*** Data records
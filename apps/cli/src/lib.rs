//! # acervus: Inventory Tracker CLI
//!
//! Thin front end over `acervus-store`. Without a subcommand it runs the
//! numbered interactive menu; with one it performs a single action and
//! saves if the action changed anything.
//!
//! ## Exit Codes
//! | Code | Meaning                                   |
//! |------|-------------------------------------------|
//! | 0    | Success                                   |
//! | 1    | Domain or persistence error               |
//! | 2    | Invalid configuration or command line     |

#![cfg_attr(test, allow(clippy::unwrap_used, clippy::expect_used))]

pub mod commands;
pub mod menu;
pub mod render;

use std::io;
use std::path::PathBuf;
use std::process::ExitCode;

use acervus_store::{ConfigError, StoreConfig};
use clap::{Parser, Subcommand};
use tracing::debug;
use tracing_subscriber::EnvFilter;

use crate::commands::{Action, CommandResult, EXIT_CONFIG};

const VERBOSE_FILTER: &str = "warn,acervus_core=debug,acervus_store=debug,acervus_cli=debug";

#[derive(Debug, Parser)]
#[command(
    name = "acervus",
    version,
    about = "Acervus inventory tracker",
    long_about = "Track a product catalog and a sales ledger kept in two plain text files.",
    after_help = "Examples:\n  acervus add Rice 50 45.00\n  acervus sell rice 20\n  acervus report --json\n  acervus"
)]
pub struct Cli {
    #[arg(long, global = true, value_name = "PATH", help = "Catalog file (default: report.txt)")]
    catalog: Option<PathBuf>,

    #[arg(long, global = true, value_name = "PATH", help = "Ledger file (default: sales_report.txt)")]
    ledger: Option<PathBuf>,

    #[arg(long, global = true, value_name = "LABEL", help = "Currency label printed after totals")]
    currency: Option<String>,

    #[arg(short, long, global = true, help = "Log store activity to stderr")]
    verbose: bool,

    #[command(subcommand)]
    command: Option<Command>,
}

#[derive(Debug, Subcommand)]
enum Command {
    #[command(flatten)]
    Action(Action),
    #[command(about = "Run the interactive menu (the default)")]
    Menu,
}

impl Cli {
    /// Applies command line overrides on top of `base`.
    fn config(&self, base: StoreConfig) -> StoreConfig {
        let mut config = base;
        if let Some(path) = &self.catalog {
            config = config.catalog_path(path);
        }
        if let Some(path) = &self.ledger {
            config = config.ledger_path(path);
        }
        if let Some(currency) = &self.currency {
            config = config.currency(currency);
        }
        config
    }
}

pub fn run() -> ExitCode {
    let cli = Cli::parse();
    init_tracing(cli.verbose);

    let result = match resolve_config(&cli) {
        Ok(config) => {
            debug!(?config, "Resolved configuration");
            match cli.command {
                Some(Command::Action(action)) => commands::execute(&config, action),
                Some(Command::Menu) | None => menu::run(&config),
            }
        }
        Err(err) => CommandResult {
            exit_code: EXIT_CONFIG,
            output: format!("Error [CONFIG]: {err}"),
        },
    };

    if !result.output.is_empty() {
        if result.is_success() {
            println!("{}", result.output);
        } else {
            eprintln!("{}", result.output);
        }
    }
    ExitCode::from(result.exit_code)
}

fn resolve_config(cli: &Cli) -> Result<StoreConfig, ConfigError> {
    StoreConfig::from_env().map(|base| cli.config(base))
}

/// Installs the stderr subscriber. `RUST_LOG` wins over `--verbose`.
fn init_tracing(verbose: bool) {
    let default = if verbose { VERBOSE_FILTER } else { "warn" };
    let filter = EnvFilter::try_from_default_env().unwrap_or_else(|_| EnvFilter::new(default));

    tracing_subscriber::fmt()
        .with_env_filter(filter)
        .with_writer(io::stderr)
        .with_target(false)
        .init();
}

#[cfg(test)]
mod tests {
    use super::*;
    use clap::CommandFactory;

    #[test]
    fn test_cli_definition_is_valid() {
        Cli::command().debug_assert();
    }

    #[test]
    fn test_no_subcommand_means_menu() {
        let cli = Cli::try_parse_from(["acervus"]).unwrap();
        assert!(cli.command.is_none());

        let cli = Cli::try_parse_from(["acervus", "menu"]).unwrap();
        assert!(matches!(cli.command, Some(Command::Menu)));
    }

    #[test]
    fn test_parse_actions() {
        let cli = Cli::try_parse_from(["acervus", "add", "Basmati Rice", "50", "45.00"]).unwrap();
        assert!(matches!(
            cli.command,
            Some(Command::Action(Action::Add { ref name, ref quantity, ref price }))
                if name == "Basmati Rice" && quantity == "50" && price == "45.00"
        ));

        let cli = Cli::try_parse_from(["acervus", "report", "--json"]).unwrap();
        assert!(matches!(
            cli.command,
            Some(Command::Action(Action::Report { json: true }))
        ));
    }

    #[test]
    fn test_negative_quantity_reaches_validation() {
        let cli = Cli::try_parse_from(["acervus", "sell", "Rice", "-5"]).unwrap();
        assert!(matches!(
            cli.command,
            Some(Command::Action(Action::Sell { ref quantity, .. })) if quantity == "-5"
        ));
    }

    #[test]
    fn test_flags_override_config() {
        let cli = Cli::try_parse_from([
            "acervus",
            "view",
            "--catalog",
            "/tmp/catalog.txt",
            "--currency",
            "USD",
        ])
        .unwrap();

        let config = cli.config(StoreConfig::default());
        assert_eq!(config.catalog_path, PathBuf::from("/tmp/catalog.txt"));
        assert_eq!(config.ledger_path, PathBuf::from("sales_report.txt"));
        assert_eq!(config.currency, "USD");
    }
}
******
▶ [Exercise description]
Every record above should be written out exactly.

▶ [Written response]
filename apps/cli/src/lib.rs
//! # acervus: Inventory Tracker CLI
//!
//! Thin front end over `acervus-store`. Without a subcommand it runs the
//! numbered interactive menu; with one it performs a single action and
//! saves if the action changed anything.
//!
//! ## Exit Codes
//! | Code | Meaning                                   |
//! |------|-------------------------------------------|
//! | 0    | Success                                   |
//! | 1    | Domain or persistence error               |
//! | 2    | Invalid configuration or command line     |

#![cfg_attr(test, allow(clippy::unwrap_used, clippy::expect_used))]

pub mod commands;
pub mod menu;
pub mod render;

use std::io;
use std::path::PathBuf;
use std::process::ExitCode;

use acervus_store::{ConfigError, StoreConfig};
use clap::{Parser, Subcommand};
use tracing::debug;
use tracing_subscriber::EnvFilter;

use crate::commands::{Action, CommandResult, EXIT_CONFIG};

const VERBOSE_FILTER: &str = "warn,acervus_core=debug,acervus_store=debug,acervus_cli=debug";

#[derive(Debug, Parser)]
#[command(
    name = "acervus",
    version,
    about = "Acervus inventory tracker",
    long_about = "Track a product catalog and a sales ledger kept in two plain text files.",
    after_help = "Examples:\n  acervus add Rice 50 45.00\n  acervus sell rice 20\n  acervus report --json\n  acervus"
)]
pub struct Cli {
    #[arg(long, global = true, value_name = "PATH", help = "Catalog file (default: report.txt)")]
    catalog: Option<PathBuf>,

    #[arg(long, global = true, value_name = "PATH", help = "Ledger file (default: sales_report.txt)")]
    ledger: Option<PathBuf>,

    #[arg(long, global = true, value_name = "LABEL", help = "Currency label printed after totals")]
    currency: Option<String>,

    #[arg(short, long, global = true, help = "Log store activity to stderr")]
    verbose: bool,

    #[command(subcommand)]
    command: Option<Command>,
}

#[derive(Debug, Subcommand)]
enum Command {
    #[command(flatten)]
    Action(Action),
    #[command(about = "Run the interactive menu (the default)")]
    Menu,
}

impl Cli {
    /// Applies command line overrides on top of `base`.
    fn config(&self, base: StoreConfig) -> StoreConfig {
        let mut config = base;
        if let Some(path) = &self.catalog {
            config = config.catalog_path(path);
        }
        if let Some(path) = &self.ledger {
            config = config.ledger_path(path);
        }
        if let Some(currency) = &self.currency {
            config = config.currency(currency);
        }
        config
    }
}

pub fn run() -> ExitCode {
    let cli = Cli::parse();
    init_tracing(cli.verbose);

    let result = match resolve_config(&cli) {
        Ok(config) => {
            debug!(?config, "Resolved configuration");
            match cli.command {
                Some(Command::Action(action)) => commands::execute(&config, action),
                Some(Command::Menu) | None => menu::run(&config),
            }
        }
        Err(err) => CommandResult {
            exit_code: EXIT_CONFIG,
            output: format!("Error [CONFIG]: {err}"),
        },
    };

    if !result.output.is_empty() {
        if result.is_success() {
            println!("{}", result.output);
        } else {
            eprintln!("{}", result.output);
        }
    }
    ExitCode::from(result.exit_code)
}

fn resolve_config(cli: &Cli) -> Result<StoreConfig, ConfigError> {
    StoreConfig::from_env().map(|base| cli.config(base))
}

/// Installs the stderr subscriber. `RUST_LOG` wins over `--verbose`.
fn init_tracing(verbose: bool) {
    let default = if verbose { VERBOSE_FILTER } else { "warn" };
    let filter = EnvFilter::try_from_default_env().unwrap_or_else(|_| EnvFilter::new(default));

    tracing_subscriber::fmt()
        .with_env_filter(filter)
        .with_writer(io::stderr)
        .with_target(false)
        .init();
}

#[cfg(test)]
mod tests {
    use super::*;
    use clap::CommandFactory;

    #[test]
    fn test_cli_definition_is_valid() {
        Cli::command().debug_assert();
    }

    #[test]
    fn test_no_subcommand_means_menu() {
        let cli = Cli::try_parse_from(["acervus"]).unwrap();
        assert!(cli.command.is_none());

        let cli = Cli::try_parse_from(["acervus", "menu"]).unwrap();
        assert!(matches!(cli.command, Some(Command::Menu)));
    }

    #[test]
    fn test_parse_actions() {
        let cli = Cli::try_parse_from(["acervus", "add", "Basmati Rice", "50", "45.00"]).unwrap();
        assert!(matches!(
            cli.command,
            Some(Command::Action(Action::Add { ref name, ref quantity, ref price }))
                if name == "Basmati Rice" && quantity == "50" && price == "45.00"
        ));

        let cli = Cli::try_parse_from(["acervus", "report", "--json"]).unwrap();
        assert!(matches!(
            cli.command,
            Some(Command::Action(Action::Report { json: true }))
        ));
    }

    #[test]
    fn test_negative_quantity_reaches_validation() {
        let cli = Cli::try_parse_from(["acervus", "sell", "Rice", "-5"]).unwrap();
        assert!(matches!(
            cli.command,
            Some(Command::Action(Action::Sell { ref quantity, .. })) if quantity == "-5"
        ));
    }

    #[test]
    fn test_flags_override_config() {
        let cli = Cli::try_parse_from([
            "acervus",
            "view",
            "--catalog",
            "/tmp/catalog.txt",
            "--currency",
            "USD",
        ])
        .unwrap();

        let config = cli.config(StoreConfig::default());
        assert_eq!(config.catalog_path, PathBuf::from("/tmp/catalog.txt"));
        assert_eq!(config.ledger_path, PathBuf::from("sales_report.txt"));
        assert_eq!(config.currency, "USD");
    }
}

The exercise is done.